**What to do**
Looking through the listing that follows, count the lines that contain "struct" and give only that number.

**Records to process**
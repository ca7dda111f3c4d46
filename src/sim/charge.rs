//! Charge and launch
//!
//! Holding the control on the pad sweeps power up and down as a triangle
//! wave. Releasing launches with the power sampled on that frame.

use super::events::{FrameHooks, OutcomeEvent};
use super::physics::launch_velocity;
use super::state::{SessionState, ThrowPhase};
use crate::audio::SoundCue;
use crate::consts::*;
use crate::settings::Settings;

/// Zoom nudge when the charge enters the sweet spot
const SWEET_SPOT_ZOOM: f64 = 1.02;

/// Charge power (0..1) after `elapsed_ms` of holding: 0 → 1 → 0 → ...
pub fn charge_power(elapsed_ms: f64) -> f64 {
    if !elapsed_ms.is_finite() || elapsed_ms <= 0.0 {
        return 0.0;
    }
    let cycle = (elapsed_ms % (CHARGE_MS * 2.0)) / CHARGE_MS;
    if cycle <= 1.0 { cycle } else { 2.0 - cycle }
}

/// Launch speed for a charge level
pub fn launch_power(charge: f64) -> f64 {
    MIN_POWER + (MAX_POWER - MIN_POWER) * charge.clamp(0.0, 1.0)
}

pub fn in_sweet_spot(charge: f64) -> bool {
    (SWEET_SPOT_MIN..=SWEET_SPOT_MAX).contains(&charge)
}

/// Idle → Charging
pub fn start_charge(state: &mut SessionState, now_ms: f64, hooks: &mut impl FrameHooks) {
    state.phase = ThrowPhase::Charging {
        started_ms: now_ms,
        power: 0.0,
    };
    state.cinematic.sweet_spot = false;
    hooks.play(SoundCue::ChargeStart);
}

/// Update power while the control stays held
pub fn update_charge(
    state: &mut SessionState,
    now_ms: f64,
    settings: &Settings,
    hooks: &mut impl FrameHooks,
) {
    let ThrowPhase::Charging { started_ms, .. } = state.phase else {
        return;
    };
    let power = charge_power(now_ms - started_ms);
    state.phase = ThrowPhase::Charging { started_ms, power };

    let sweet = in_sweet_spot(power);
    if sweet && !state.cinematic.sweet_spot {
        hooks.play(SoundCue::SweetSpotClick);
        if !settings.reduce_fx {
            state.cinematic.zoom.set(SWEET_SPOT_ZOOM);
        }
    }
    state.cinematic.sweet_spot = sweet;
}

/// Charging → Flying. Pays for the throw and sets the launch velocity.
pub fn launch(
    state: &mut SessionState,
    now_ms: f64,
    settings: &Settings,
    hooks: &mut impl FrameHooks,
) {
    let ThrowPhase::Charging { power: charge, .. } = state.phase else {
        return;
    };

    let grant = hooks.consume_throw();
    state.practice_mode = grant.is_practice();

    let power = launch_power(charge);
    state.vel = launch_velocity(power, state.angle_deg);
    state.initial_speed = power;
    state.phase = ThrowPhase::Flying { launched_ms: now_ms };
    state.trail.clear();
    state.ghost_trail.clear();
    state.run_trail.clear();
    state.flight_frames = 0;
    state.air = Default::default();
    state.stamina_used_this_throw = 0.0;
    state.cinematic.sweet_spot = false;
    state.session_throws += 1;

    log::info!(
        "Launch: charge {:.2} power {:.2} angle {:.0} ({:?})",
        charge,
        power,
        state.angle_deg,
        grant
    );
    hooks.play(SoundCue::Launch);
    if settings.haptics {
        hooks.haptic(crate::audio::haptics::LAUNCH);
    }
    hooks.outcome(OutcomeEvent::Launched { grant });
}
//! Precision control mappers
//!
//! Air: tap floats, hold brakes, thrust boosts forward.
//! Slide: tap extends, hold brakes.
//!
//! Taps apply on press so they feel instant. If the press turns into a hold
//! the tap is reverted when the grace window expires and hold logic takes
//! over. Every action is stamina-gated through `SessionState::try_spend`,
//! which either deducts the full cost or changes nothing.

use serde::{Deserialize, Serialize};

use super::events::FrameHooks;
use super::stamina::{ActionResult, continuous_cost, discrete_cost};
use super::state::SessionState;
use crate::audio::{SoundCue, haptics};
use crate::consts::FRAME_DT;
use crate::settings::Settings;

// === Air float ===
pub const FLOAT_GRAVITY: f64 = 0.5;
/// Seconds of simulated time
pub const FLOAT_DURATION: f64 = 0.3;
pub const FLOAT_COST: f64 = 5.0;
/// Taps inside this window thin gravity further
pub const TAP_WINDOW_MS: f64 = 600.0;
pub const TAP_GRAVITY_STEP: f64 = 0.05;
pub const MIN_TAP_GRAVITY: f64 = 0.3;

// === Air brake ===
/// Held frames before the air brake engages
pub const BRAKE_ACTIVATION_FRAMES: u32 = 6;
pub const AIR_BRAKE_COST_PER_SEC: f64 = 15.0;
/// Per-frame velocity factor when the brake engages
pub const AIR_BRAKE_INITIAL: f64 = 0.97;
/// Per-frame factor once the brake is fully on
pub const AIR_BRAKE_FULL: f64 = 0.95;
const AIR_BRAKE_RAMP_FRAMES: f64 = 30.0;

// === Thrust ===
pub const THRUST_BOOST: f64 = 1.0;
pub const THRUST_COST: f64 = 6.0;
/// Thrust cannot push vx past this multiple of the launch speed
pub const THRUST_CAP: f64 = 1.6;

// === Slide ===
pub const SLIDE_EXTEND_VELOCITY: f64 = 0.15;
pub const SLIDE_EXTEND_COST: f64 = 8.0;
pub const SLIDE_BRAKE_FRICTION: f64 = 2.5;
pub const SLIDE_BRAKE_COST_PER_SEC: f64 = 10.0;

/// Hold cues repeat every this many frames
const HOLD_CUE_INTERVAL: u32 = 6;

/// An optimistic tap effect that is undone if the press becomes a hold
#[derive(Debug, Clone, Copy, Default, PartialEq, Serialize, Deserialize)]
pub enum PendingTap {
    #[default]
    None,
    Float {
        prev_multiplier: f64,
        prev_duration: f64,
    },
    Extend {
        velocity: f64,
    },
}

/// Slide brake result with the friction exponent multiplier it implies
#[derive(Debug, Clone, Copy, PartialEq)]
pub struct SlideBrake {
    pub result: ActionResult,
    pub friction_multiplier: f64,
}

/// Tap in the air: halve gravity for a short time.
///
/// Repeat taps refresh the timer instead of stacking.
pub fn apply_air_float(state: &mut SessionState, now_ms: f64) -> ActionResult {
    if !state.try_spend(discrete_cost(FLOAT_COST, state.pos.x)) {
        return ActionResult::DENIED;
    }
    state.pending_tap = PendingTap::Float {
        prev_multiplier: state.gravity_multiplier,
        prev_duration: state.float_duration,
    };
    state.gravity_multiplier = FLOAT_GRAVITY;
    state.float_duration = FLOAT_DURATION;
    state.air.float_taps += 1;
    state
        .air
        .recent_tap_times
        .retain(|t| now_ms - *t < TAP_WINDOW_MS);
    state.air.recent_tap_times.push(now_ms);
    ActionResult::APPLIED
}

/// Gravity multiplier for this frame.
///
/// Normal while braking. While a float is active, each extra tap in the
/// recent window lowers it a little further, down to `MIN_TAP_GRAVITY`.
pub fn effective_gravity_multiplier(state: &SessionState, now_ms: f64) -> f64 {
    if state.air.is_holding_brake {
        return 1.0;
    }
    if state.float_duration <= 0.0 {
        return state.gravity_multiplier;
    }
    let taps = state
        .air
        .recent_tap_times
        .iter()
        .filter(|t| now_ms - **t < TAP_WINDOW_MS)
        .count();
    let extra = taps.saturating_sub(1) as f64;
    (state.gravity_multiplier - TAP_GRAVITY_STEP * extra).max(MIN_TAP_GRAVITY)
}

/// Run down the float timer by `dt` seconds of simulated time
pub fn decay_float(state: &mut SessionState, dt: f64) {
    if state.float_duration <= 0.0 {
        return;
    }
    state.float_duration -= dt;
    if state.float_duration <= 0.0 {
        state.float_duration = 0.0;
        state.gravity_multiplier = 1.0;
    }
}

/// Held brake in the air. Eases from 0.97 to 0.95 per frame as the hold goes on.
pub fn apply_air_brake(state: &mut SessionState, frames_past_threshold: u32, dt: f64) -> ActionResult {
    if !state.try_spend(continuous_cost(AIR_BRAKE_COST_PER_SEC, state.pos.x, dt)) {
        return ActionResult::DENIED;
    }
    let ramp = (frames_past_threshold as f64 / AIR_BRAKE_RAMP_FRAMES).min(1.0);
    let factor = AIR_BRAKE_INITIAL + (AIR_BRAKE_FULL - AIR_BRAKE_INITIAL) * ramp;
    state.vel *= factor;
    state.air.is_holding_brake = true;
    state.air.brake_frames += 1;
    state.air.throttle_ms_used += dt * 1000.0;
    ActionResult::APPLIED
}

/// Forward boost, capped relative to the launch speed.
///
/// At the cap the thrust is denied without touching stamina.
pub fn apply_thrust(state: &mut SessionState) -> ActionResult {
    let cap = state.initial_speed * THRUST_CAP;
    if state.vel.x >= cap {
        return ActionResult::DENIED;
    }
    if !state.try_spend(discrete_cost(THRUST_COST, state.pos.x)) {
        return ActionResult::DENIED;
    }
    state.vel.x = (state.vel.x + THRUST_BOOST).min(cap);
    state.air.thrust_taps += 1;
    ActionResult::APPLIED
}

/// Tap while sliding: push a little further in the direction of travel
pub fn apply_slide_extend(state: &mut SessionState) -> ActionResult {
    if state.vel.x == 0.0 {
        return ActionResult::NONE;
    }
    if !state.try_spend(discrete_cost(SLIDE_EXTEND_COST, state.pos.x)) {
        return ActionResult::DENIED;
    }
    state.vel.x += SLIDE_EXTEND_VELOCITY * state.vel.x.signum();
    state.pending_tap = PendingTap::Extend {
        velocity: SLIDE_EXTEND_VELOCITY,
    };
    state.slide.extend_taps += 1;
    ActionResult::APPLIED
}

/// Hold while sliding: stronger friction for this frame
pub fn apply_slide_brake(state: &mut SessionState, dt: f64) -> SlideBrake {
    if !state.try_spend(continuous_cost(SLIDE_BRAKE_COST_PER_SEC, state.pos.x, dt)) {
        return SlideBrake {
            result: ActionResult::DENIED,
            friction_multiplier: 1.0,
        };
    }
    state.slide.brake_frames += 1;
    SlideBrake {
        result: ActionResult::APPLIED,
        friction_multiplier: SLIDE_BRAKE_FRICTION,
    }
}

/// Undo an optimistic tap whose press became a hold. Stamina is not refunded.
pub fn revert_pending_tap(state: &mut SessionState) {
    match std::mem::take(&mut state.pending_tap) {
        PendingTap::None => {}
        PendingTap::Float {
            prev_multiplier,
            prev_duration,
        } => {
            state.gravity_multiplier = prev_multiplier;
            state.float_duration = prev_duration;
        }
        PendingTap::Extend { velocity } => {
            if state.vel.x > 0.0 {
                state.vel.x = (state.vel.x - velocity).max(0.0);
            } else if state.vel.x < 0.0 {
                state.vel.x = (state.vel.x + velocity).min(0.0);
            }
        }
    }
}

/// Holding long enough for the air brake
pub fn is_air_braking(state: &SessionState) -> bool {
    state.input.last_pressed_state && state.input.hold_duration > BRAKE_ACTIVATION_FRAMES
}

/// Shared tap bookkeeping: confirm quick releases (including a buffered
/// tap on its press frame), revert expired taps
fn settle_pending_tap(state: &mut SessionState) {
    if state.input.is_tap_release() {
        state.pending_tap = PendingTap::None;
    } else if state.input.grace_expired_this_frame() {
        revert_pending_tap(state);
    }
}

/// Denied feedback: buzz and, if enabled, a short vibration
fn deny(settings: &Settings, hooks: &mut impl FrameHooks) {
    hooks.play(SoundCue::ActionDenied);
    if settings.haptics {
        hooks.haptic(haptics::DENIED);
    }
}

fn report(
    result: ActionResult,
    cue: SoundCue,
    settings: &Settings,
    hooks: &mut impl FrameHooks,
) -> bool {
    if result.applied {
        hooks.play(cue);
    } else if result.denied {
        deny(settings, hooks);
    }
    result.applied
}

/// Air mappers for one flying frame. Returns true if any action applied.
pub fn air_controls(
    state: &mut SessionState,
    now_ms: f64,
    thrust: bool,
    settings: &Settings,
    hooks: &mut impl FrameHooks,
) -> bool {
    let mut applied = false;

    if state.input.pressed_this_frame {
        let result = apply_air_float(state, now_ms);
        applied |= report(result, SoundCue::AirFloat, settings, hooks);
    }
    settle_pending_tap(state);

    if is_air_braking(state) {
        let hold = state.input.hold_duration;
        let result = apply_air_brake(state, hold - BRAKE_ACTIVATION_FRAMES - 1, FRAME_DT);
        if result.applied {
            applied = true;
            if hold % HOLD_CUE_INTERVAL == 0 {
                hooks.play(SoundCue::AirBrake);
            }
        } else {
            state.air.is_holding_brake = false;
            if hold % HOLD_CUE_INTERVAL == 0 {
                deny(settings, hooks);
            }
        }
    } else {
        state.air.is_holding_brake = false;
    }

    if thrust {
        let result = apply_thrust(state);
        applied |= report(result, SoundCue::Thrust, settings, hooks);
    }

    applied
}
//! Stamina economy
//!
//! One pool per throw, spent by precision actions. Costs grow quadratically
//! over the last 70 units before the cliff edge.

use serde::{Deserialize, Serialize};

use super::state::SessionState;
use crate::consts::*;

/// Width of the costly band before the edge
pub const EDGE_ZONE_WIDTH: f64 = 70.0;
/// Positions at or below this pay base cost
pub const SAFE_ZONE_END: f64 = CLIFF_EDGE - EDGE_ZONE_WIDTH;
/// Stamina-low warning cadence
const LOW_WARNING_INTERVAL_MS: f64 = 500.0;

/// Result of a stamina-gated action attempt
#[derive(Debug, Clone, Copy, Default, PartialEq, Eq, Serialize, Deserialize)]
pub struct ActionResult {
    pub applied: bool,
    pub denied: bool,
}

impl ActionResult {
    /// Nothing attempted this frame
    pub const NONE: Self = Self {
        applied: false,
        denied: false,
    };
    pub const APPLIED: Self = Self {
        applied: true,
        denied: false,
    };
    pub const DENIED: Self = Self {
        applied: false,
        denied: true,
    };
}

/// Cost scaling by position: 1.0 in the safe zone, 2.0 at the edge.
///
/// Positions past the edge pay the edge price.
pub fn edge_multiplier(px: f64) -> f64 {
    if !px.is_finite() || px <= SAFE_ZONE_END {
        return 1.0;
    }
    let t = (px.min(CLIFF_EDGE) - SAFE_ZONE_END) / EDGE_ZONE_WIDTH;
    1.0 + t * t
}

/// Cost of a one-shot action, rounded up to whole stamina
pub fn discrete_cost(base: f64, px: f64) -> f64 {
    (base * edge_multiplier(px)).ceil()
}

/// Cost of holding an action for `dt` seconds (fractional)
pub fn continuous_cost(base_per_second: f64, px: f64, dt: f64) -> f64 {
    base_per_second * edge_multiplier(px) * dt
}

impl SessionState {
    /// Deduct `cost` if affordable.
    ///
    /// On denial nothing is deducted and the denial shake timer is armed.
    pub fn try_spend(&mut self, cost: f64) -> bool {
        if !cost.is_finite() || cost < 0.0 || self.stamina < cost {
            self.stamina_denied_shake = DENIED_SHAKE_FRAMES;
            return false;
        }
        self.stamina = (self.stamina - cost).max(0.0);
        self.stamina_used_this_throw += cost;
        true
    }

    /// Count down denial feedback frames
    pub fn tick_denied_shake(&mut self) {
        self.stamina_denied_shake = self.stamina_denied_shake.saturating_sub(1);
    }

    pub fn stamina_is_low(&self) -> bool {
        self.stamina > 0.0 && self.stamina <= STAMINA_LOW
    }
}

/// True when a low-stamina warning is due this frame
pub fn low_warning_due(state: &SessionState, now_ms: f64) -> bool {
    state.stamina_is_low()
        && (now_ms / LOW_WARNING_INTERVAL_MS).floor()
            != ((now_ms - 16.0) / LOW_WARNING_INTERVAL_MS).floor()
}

**Response box**
2